## TASK
What follows is a set of records. Repeat them word for word.

[Collected data]
---
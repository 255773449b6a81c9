//! Inverse Distance Weighting (IDW) interpolation
//!
//! Estimates a score at a location as a weighted average of the sample
//! weights, where each sample counts `1 / d^power`. Distance is measured in
//! raw degrees (lat, lng), unlike the kernel density estimate which works in
//! projected meters, so the field is slightly stretched east-west away from
//! the equator.

use serde::{Deserialize, Serialize};

use crate::boundary::Boundary;
use crate::error::{ensure_positive, Error, Result};
use crate::grid::Grid;
use crate::point::WeightedPoint;
use crate::proj::LocalProjection;
use crate::surface::{rasterize, CellEstimator, CellSample, GridParams, RasterOptions, SurfaceEstimator};

/// Default distance exponent.
pub const DEFAULT_POWER: f64 = 2.0;

/// Samples closer than this (in degrees) are treated as coincident.
pub const DEFAULT_SNAP_DISTANCE: f64 = 1e-10;

/// IDW estimate at (`lat`, `lng`).
///
/// A sample closer than [`DEFAULT_SNAP_DISTANCE`] returns its own weight
/// directly. Returns `None` when there are no valid samples.
pub fn idw(lat: f64, lng: f64, points: &[WeightedPoint], power: f64) -> Option<f64> {
    idw_at(lat, lng, points.iter().filter(|p| p.is_valid()), power, DEFAULT_SNAP_DISTANCE)
}

fn idw_at<'a>(
    lat: f64,
    lng: f64,
    points: impl Iterator<Item = &'a WeightedPoint>,
    power: f64,
    snap_distance: f64,
) -> Option<f64> {
    let mut sum_w = 0.0;
    let mut sum_wz = 0.0;

    for p in points {
        let d = (p.lat - lat).hypot(p.lng - lng);
        if d < snap_distance {
            return Some(p.weight);
        }
        let w = 1.0 / d.powf(power);
        sum_w += w;
        sum_wz += w * p.weight;
    }

    (sum_w > 0.0).then(|| sum_wz / sum_w)
}

/// IDW surface parameters.
#[derive(Debug, Clone, Copy, PartialEq, Serialize, Deserialize)]
#[serde(rename_all = "camelCase", default)]
pub struct InverseDistance {
    /// Distance exponent. Higher values give more weight to nearby samples.
    pub power: f64,
    /// Coincidence threshold in degrees.
    pub snap_distance: f64,
    #[serde(flatten)]
    pub grid: GridParams,
}

impl Default for InverseDistance {
    fn default() -> Self {
        Self { power: DEFAULT_POWER, snap_distance: DEFAULT_SNAP_DISTANCE, grid: GridParams::default() }
    }
}

impl InverseDistance {
    pub fn new(cell_size: f64) -> Self {
        Self { grid: GridParams::new(cell_size), ..Self::default() }
    }

    #[inline] pub fn with_power(self, power: f64) -> Self { Self { power, ..self } }

    #[inline] pub fn with_grid(self, grid: GridParams) -> Self { Self { grid, ..self } }
}

impl SurfaceEstimator for InverseDistance {
    #[inline] fn grid_params(&self) -> &GridParams { &self.grid }

    fn validate(&self) -> Result<()> {
        ensure_positive("power", self.power)?;
        if !(self.snap_distance >= 0.0 && self.snap_distance.is_finite()) {
            return Err(Error::InvalidParameter {
                name: "snap_distance",
                value: self.snap_distance.to_string(),
                reason: "must be finite and >= 0",
            });
        }
        Ok(())
    }

    /// One cell, so samples on the edge of the extent still get a cell around them.
    #[inline] fn padding(&self, cell_size: f64) -> f64 { cell_size }

    fn bind<'a>(&'a self, points: &'a [WeightedPoint], _projection: &LocalProjection) -> Box<dyn CellEstimator + 'a> {
        Box::new(BoundIdw { points, power: self.power, snap_distance: self.snap_distance })
    }
}

struct BoundIdw<'a> {
    points: &'a [WeightedPoint],
    power: f64,
    snap_distance: f64,
}

impl CellEstimator for BoundIdw<'_> {
    #[inline]
    fn estimate(&self, cell: &CellSample) -> Option<f64> {
        idw_at(cell.lat, cell.lng, self.points.iter(), self.power, self.snap_distance)
    }
}

/// IDW surface over `points`, masked to `boundary`.
pub fn idw_surface(points: &[WeightedPoint], boundary: Option<&Boundary>, params: &InverseDistance) -> Result<Grid> {
    idw_surface_with(points, boundary, params, &RasterOptions::default())
}

/// [`idw_surface`] with progress reporting and cancellation.
#[inline]
pub fn idw_surface_with(
    points: &[WeightedPoint],
    boundary: Option<&Boundary>,
    params: &InverseDistance,
    options: &RasterOptions,
) -> Result<Grid> {
    rasterize(points, boundary, params, options)
}
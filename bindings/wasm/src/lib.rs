use wasm_bindgen::prelude::*;

mod common;
mod surface;

pub use surface::{density, idw, idw_surface, normalize};

/// Called automatically when the WASM module is instantiated.
/// Sets up panic hook so Rust panics appear as console.error in the browser.
#[wasm_bindgen(start)]
pub fn init() {
    console_error_panic_hook::set_once();
}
---
## COMPLETED EXERCISE
repository 255773449b6a81c9
//! Inverse Distance Weighting (IDW) interpolation
//!
//! Estimates a score at a location as a weighted average of the sample
//! weights, where each sample counts `1 / d^power`. Distance is measured in
//! raw degrees (lat, lng), unlike the kernel density estimate which works in
//! projected meters, so the field is slightly stretched east-west away from
//! the equator.

use serde::{Deserialize, Serialize};

use crate::boundary::Boundary;
use crate::error::{ensure_positive, Error, Result};
use crate::grid::Grid;
use crate::point::WeightedPoint;
use crate::proj::LocalProjection;
use crate::surface::{rasterize, CellEstimator, CellSample, GridParams, RasterOptions, SurfaceEstimator};

/// Default distance exponent.
pub const DEFAULT_POWER: f64 = 2.0;

/// Samples closer than this (in degrees) are treated as coincident.
pub const DEFAULT_SNAP_DISTANCE: f64 = 1e-10;

/// IDW estimate at (`lat`, `lng`).
///
/// A sample closer than [`DEFAULT_SNAP_DISTANCE`] returns its own weight
/// directly. Returns `None` when there are no valid samples.
pub fn idw(lat: f64, lng: f64, points: &[WeightedPoint], power: f64) -> Option<f64> {
    idw_at(lat, lng, points.iter().filter(|p| p.is_valid()), power, DEFAULT_SNAP_DISTANCE)
}

fn idw_at<'a>(
    lat: f64,
    lng: f64,
    points: impl Iterator<Item = &'a WeightedPoint>,
    power: f64,
    snap_distance: f64,
) -> Option<f64> {
    let mut sum_w = 0.0;
    let mut sum_wz = 0.0;

    for p in points {
        let d = (p.lat - lat).hypot(p.lng - lng);
        if d < snap_distance {
            return Some(p.weight);
        }
        let w = 1.0 / d.powf(power);
        sum_w += w;
        sum_wz += w * p.weight;
    }

    (sum_w > 0.0).then(|| sum_wz / sum_w)
}

/// IDW surface parameters.
#[derive(Debug, Clone, Copy, PartialEq, Serialize, Deserialize)]
#[serde(rename_all = "camelCase", default)]
pub struct InverseDistance {
    /// Distance exponent. Higher values give more weight to nearby samples.
    pub power: f64,
    /// Coincidence threshold in degrees.
    pub snap_distance: f64,
    #[serde(flatten)]
    pub grid: GridParams,
}

impl Default for InverseDistance {
    fn default() -> Self {
        Self { power: DEFAULT_POWER, snap_distance: DEFAULT_SNAP_DISTANCE, grid: GridParams::default() }
    }
}

impl InverseDistance {
    pub fn new(cell_size: f64) -> Self {
        Self { grid: GridParams::new(cell_size), ..Self::default() }
    }

    #[inline] pub fn with_power(self, power: f64) -> Self { Self { power, ..self } }

    #[inline] pub fn with_grid(self, grid: GridParams) -> Self { Self { grid, ..self } }
}

impl SurfaceEstimator for InverseDistance {
    #[inline] fn grid_params(&self) -> &GridParams { &self.grid }

    fn validate(&self) -> Result<()> {
        ensure_positive("power", self.power)?;
        if !(self.snap_distance >= 0.0 && self.snap_distance.is_finite()) {
            return Err(Error::InvalidParameter {
                name: "snap_distance",
                value: self.snap_distance.to_string(),
                reason: "must be finite and >= 0",
            });
        }
        Ok(())
    }

    /// One cell, so samples on the edge of the extent still get a cell around them.
    #[inline] fn padding(&self, cell_size: f64) -> f64 { cell_size }

    fn bind<'a>(&'a self, points: &'a [WeightedPoint], _projection: &LocalProjection) -> Box<dyn CellEstimator + 'a> {
        Box::new(BoundIdw { points, power: self.power, snap_distance: self.snap_distance })
    }
}

struct BoundIdw<'a> {
    points: &'a [WeightedPoint],
    power: f64,
    snap_distance: f64,
}

impl CellEstimator for BoundIdw<'_> {
    #[inline]
    fn estimate(&self, cell: &CellSample) -> Option<f64> {
        idw_at(cell.lat, cell.lng, self.points.iter(), self.power, self.snap_distance)
    }
}

/// IDW surface over `points`, masked to `boundary`.
pub fn idw_surface(points: &[WeightedPoint], boundary: Option<&Boundary>, params: &InverseDistance) -> Result<Grid> {
    idw_surface_with(points, boundary, params, &RasterOptions::default())
}

/// [`idw_surface`] with progress reporting and cancellation.
#[inline]
pub fn idw_surface_with(
    points: &[WeightedPoint],
    boundary: Option<&Boundary>,
    params: &InverseDistance,
    options: &RasterOptions,
) -> Result<Grid> {
    rasterize(points, boundary, params, options)
}
filename bindings/wasm/src/lib.rs
use wasm_bindgen::prelude::*;

mod common;
mod surface;

pub use surface::{density, idw, idw_surface, normalize};

/// Called automatically when the WASM module is instantiated.
/// Sets up panic hook so Rust panics appear as console.error in the browser.
#[wasm_bindgen(start)]
pub fn init() {
    console_error_panic_hook::set_once();
}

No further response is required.